Collected data entries

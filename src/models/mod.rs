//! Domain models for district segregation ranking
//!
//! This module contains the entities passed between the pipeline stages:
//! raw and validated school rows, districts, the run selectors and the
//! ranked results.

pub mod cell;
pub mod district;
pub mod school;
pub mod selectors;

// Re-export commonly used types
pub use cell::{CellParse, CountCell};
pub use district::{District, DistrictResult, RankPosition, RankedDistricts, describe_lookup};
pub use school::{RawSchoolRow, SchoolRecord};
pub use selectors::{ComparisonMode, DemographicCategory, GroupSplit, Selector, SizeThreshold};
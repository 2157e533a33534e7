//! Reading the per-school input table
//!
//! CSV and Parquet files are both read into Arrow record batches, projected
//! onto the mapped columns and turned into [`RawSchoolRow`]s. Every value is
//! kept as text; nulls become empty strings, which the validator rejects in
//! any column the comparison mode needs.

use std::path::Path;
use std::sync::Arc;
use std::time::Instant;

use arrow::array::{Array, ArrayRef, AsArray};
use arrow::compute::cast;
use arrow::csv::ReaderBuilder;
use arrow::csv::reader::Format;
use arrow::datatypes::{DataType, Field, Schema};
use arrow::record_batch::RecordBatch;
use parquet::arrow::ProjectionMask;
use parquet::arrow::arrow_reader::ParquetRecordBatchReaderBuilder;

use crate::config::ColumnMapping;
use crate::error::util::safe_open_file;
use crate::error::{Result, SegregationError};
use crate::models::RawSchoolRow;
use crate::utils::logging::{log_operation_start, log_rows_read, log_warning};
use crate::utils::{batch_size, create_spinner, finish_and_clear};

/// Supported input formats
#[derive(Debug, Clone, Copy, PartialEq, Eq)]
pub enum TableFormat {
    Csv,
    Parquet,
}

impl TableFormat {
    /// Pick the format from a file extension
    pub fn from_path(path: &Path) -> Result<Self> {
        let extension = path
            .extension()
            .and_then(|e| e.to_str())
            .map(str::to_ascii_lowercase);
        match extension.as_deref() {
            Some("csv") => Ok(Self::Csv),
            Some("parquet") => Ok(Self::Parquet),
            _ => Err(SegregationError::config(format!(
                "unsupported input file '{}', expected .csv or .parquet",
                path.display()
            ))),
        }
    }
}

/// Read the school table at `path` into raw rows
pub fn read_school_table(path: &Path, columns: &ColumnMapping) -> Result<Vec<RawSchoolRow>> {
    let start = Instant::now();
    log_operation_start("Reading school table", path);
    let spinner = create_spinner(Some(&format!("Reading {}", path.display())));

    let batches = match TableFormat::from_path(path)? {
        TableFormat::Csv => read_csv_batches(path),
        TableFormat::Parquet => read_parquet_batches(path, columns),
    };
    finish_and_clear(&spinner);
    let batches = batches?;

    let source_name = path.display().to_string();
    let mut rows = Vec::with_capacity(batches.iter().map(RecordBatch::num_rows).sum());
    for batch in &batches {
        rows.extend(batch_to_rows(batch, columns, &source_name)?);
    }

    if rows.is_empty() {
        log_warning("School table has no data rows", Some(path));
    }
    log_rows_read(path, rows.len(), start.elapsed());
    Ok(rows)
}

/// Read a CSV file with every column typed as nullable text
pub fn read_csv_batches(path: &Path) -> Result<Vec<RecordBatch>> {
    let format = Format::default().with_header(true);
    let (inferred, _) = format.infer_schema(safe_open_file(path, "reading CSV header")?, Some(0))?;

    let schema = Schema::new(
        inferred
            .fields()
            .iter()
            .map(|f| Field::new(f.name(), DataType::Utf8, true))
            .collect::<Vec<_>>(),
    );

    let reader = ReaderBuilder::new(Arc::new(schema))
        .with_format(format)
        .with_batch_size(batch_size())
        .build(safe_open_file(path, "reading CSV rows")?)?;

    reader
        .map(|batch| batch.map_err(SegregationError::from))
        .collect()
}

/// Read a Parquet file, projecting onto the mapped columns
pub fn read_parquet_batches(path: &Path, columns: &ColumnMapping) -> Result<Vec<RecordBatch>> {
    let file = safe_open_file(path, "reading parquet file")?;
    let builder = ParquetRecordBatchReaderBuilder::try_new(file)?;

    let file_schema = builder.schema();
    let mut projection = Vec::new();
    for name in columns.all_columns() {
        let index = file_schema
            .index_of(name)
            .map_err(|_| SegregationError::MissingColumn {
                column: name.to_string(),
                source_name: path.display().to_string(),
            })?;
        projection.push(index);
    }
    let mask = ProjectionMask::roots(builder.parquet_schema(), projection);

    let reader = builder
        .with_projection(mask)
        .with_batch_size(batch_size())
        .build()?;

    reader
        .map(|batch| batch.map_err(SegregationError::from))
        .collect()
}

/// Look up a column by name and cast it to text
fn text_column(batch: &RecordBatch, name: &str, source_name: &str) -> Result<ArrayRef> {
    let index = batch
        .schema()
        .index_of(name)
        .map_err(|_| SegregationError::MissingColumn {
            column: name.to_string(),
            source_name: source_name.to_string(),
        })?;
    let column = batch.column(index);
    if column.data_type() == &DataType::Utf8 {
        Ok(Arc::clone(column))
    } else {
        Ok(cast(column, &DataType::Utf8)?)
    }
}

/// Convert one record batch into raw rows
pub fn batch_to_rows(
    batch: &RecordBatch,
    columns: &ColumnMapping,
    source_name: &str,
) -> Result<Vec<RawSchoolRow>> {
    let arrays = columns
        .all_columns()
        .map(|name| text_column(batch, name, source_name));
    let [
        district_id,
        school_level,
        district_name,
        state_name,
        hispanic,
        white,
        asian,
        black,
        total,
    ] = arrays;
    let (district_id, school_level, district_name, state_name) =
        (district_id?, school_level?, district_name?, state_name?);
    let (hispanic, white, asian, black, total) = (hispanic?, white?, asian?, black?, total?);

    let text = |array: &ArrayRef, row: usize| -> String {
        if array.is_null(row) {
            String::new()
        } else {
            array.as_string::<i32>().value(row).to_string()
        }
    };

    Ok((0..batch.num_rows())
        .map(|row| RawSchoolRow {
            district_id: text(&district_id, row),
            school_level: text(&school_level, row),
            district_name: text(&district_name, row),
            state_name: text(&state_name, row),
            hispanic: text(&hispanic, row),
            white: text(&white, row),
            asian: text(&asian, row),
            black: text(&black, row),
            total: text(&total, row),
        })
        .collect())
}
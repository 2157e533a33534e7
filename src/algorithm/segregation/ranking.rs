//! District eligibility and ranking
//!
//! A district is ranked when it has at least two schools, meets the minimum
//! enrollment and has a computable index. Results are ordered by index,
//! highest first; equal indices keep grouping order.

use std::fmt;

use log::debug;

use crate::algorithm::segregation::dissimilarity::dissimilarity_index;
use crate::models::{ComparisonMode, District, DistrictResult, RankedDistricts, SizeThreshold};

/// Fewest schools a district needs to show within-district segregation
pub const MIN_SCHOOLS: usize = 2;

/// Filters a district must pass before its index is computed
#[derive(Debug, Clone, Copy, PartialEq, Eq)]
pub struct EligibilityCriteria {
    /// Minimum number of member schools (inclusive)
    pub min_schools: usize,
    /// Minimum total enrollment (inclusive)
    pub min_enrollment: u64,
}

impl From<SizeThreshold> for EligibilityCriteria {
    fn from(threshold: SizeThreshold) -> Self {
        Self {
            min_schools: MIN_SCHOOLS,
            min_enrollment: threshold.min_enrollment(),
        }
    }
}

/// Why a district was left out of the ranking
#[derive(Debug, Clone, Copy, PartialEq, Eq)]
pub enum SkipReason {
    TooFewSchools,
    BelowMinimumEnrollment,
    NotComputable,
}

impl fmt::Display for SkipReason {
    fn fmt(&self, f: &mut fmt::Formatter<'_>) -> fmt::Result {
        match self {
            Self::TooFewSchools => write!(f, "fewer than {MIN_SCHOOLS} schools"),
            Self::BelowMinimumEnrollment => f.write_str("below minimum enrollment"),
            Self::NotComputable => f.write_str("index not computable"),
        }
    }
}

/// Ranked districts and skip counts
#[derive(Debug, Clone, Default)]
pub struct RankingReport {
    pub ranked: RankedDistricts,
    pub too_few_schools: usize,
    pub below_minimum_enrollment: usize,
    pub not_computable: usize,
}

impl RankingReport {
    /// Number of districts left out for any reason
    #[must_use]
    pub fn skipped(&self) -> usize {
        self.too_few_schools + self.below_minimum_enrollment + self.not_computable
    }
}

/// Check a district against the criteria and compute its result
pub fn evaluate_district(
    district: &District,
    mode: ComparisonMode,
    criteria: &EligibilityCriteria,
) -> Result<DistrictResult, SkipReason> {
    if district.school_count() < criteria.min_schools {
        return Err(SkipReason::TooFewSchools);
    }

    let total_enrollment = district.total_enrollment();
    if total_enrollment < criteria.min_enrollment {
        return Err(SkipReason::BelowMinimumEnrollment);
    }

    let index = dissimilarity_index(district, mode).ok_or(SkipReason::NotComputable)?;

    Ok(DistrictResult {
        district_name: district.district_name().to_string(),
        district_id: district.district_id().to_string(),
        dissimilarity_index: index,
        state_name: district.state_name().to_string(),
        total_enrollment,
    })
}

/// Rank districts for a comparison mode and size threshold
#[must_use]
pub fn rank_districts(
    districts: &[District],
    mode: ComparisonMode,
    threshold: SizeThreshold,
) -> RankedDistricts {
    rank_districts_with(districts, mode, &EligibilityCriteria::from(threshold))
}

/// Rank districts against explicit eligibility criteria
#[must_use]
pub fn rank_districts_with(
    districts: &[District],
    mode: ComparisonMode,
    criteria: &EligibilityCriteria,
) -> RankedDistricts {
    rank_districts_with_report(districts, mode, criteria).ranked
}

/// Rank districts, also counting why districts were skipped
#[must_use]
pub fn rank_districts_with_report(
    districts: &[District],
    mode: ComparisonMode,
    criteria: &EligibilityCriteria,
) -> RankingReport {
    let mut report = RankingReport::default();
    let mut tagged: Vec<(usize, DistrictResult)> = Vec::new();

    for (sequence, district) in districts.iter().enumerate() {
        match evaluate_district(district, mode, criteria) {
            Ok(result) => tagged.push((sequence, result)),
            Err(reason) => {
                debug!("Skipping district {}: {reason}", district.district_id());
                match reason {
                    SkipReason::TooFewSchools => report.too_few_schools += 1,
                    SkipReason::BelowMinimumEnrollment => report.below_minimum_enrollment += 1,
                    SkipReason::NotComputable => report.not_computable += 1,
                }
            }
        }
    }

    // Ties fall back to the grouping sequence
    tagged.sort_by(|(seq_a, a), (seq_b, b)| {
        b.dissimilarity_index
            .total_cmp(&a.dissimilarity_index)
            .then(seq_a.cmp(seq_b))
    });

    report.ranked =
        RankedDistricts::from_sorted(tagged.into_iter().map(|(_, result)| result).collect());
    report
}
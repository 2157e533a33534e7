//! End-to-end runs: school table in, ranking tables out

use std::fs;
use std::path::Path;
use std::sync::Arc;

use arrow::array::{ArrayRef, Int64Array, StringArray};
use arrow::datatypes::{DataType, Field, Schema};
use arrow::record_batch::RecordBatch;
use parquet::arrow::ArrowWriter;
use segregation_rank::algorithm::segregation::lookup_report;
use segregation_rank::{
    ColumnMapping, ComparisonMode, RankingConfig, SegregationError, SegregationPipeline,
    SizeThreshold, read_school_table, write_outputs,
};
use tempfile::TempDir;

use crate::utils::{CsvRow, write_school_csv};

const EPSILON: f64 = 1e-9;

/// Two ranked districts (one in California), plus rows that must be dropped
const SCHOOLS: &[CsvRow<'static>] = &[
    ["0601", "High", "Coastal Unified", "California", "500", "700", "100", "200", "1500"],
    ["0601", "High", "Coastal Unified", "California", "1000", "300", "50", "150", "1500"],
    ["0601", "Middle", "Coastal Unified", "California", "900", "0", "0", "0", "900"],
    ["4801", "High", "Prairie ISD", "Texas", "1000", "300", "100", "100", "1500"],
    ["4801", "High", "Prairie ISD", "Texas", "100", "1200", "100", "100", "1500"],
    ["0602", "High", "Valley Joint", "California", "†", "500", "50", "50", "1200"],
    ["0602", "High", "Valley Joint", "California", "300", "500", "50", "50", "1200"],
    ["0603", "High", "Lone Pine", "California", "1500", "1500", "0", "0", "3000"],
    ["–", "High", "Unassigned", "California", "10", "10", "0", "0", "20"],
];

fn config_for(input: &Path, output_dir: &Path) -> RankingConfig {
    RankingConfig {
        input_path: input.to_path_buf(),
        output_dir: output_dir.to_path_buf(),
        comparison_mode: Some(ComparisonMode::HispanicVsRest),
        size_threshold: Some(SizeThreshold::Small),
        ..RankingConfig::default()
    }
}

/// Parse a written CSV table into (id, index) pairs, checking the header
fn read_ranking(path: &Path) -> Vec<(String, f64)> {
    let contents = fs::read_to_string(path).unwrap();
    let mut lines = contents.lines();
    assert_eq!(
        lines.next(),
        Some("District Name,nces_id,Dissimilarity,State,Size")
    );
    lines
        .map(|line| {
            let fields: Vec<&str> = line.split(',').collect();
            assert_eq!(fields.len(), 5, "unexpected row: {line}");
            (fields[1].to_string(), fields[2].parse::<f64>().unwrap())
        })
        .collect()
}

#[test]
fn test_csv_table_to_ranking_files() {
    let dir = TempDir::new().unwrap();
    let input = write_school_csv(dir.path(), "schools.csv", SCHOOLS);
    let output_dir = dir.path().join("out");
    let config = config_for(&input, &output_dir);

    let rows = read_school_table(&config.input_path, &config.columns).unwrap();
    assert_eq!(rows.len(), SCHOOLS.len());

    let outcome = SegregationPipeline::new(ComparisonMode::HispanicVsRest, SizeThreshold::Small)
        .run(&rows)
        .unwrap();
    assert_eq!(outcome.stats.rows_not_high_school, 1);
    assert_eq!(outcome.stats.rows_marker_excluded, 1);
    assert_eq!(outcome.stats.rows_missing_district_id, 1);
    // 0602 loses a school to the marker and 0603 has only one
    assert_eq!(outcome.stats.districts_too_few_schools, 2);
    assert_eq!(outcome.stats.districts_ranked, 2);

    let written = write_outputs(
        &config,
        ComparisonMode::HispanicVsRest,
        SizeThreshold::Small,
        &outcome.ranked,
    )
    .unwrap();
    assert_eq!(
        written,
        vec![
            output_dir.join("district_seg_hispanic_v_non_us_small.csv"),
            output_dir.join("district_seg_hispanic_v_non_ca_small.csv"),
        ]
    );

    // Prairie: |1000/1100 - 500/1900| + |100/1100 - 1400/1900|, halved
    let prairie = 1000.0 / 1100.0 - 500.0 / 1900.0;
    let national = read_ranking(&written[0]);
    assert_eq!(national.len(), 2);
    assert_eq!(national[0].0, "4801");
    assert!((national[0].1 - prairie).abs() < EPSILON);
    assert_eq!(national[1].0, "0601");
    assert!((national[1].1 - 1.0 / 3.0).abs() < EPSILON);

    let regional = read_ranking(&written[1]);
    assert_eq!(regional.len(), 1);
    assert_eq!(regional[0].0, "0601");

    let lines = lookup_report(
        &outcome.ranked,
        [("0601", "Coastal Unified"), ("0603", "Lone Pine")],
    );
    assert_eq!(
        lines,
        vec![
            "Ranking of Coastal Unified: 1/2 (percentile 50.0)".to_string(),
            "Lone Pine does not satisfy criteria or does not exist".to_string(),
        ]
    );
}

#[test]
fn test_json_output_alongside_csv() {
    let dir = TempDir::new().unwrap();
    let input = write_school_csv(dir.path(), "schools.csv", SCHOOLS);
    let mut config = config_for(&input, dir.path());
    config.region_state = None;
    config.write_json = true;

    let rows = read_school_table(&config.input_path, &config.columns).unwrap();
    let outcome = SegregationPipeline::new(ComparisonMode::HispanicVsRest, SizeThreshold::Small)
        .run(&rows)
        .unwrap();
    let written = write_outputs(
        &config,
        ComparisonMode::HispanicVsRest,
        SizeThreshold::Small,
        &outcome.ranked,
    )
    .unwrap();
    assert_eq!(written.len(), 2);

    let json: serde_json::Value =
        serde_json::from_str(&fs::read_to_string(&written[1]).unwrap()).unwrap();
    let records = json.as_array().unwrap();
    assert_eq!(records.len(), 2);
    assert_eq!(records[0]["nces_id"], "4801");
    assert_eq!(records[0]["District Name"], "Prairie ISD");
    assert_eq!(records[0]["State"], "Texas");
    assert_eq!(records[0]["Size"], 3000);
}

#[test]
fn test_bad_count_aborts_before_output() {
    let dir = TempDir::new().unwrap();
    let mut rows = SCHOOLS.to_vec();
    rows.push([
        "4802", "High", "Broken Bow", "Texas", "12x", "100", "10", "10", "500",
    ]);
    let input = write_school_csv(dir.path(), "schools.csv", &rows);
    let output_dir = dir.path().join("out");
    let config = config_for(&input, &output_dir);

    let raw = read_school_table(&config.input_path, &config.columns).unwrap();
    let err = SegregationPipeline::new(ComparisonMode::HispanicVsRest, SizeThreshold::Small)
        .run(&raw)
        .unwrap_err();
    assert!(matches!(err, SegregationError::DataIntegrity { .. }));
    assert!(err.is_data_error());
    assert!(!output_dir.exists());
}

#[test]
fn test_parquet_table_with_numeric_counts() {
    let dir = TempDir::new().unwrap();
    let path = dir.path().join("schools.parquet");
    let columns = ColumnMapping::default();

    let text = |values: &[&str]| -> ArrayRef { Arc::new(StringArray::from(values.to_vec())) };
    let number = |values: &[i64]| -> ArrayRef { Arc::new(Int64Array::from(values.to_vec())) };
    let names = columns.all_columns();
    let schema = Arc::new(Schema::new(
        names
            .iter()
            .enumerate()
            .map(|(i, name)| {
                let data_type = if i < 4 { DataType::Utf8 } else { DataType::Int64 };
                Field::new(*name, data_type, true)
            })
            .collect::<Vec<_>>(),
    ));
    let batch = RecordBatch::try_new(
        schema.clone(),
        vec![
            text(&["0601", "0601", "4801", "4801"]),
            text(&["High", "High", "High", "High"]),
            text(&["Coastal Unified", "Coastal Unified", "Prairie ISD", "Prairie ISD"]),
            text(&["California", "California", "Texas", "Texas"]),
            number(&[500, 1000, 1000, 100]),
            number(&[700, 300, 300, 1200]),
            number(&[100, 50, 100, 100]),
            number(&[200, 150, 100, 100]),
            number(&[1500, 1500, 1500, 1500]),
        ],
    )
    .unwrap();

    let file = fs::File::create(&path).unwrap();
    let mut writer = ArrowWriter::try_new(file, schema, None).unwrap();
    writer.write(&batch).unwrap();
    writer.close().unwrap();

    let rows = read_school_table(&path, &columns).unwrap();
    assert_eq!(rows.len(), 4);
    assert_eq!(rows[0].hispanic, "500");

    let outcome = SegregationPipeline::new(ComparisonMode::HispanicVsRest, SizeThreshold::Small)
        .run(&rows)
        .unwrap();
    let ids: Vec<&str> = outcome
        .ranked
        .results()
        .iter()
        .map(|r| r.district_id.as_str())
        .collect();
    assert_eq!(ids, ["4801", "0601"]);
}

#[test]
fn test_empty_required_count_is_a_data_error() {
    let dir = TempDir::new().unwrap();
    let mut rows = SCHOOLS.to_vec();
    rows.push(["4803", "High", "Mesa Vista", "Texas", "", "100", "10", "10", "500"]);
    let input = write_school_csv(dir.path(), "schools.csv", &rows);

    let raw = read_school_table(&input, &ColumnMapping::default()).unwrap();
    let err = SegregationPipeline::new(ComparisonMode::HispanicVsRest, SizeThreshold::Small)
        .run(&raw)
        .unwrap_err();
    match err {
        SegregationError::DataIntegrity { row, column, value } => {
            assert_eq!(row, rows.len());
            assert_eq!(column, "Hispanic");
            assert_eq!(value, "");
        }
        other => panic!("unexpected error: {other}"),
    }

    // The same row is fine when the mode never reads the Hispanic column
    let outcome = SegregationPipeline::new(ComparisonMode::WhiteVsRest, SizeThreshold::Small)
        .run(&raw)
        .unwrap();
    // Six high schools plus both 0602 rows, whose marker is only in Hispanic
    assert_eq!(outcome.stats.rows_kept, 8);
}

-- What you are asked to do --
Please say how many lines in the records above contain the word "ArrowWriter". Give the number alone.

-- Task result --
2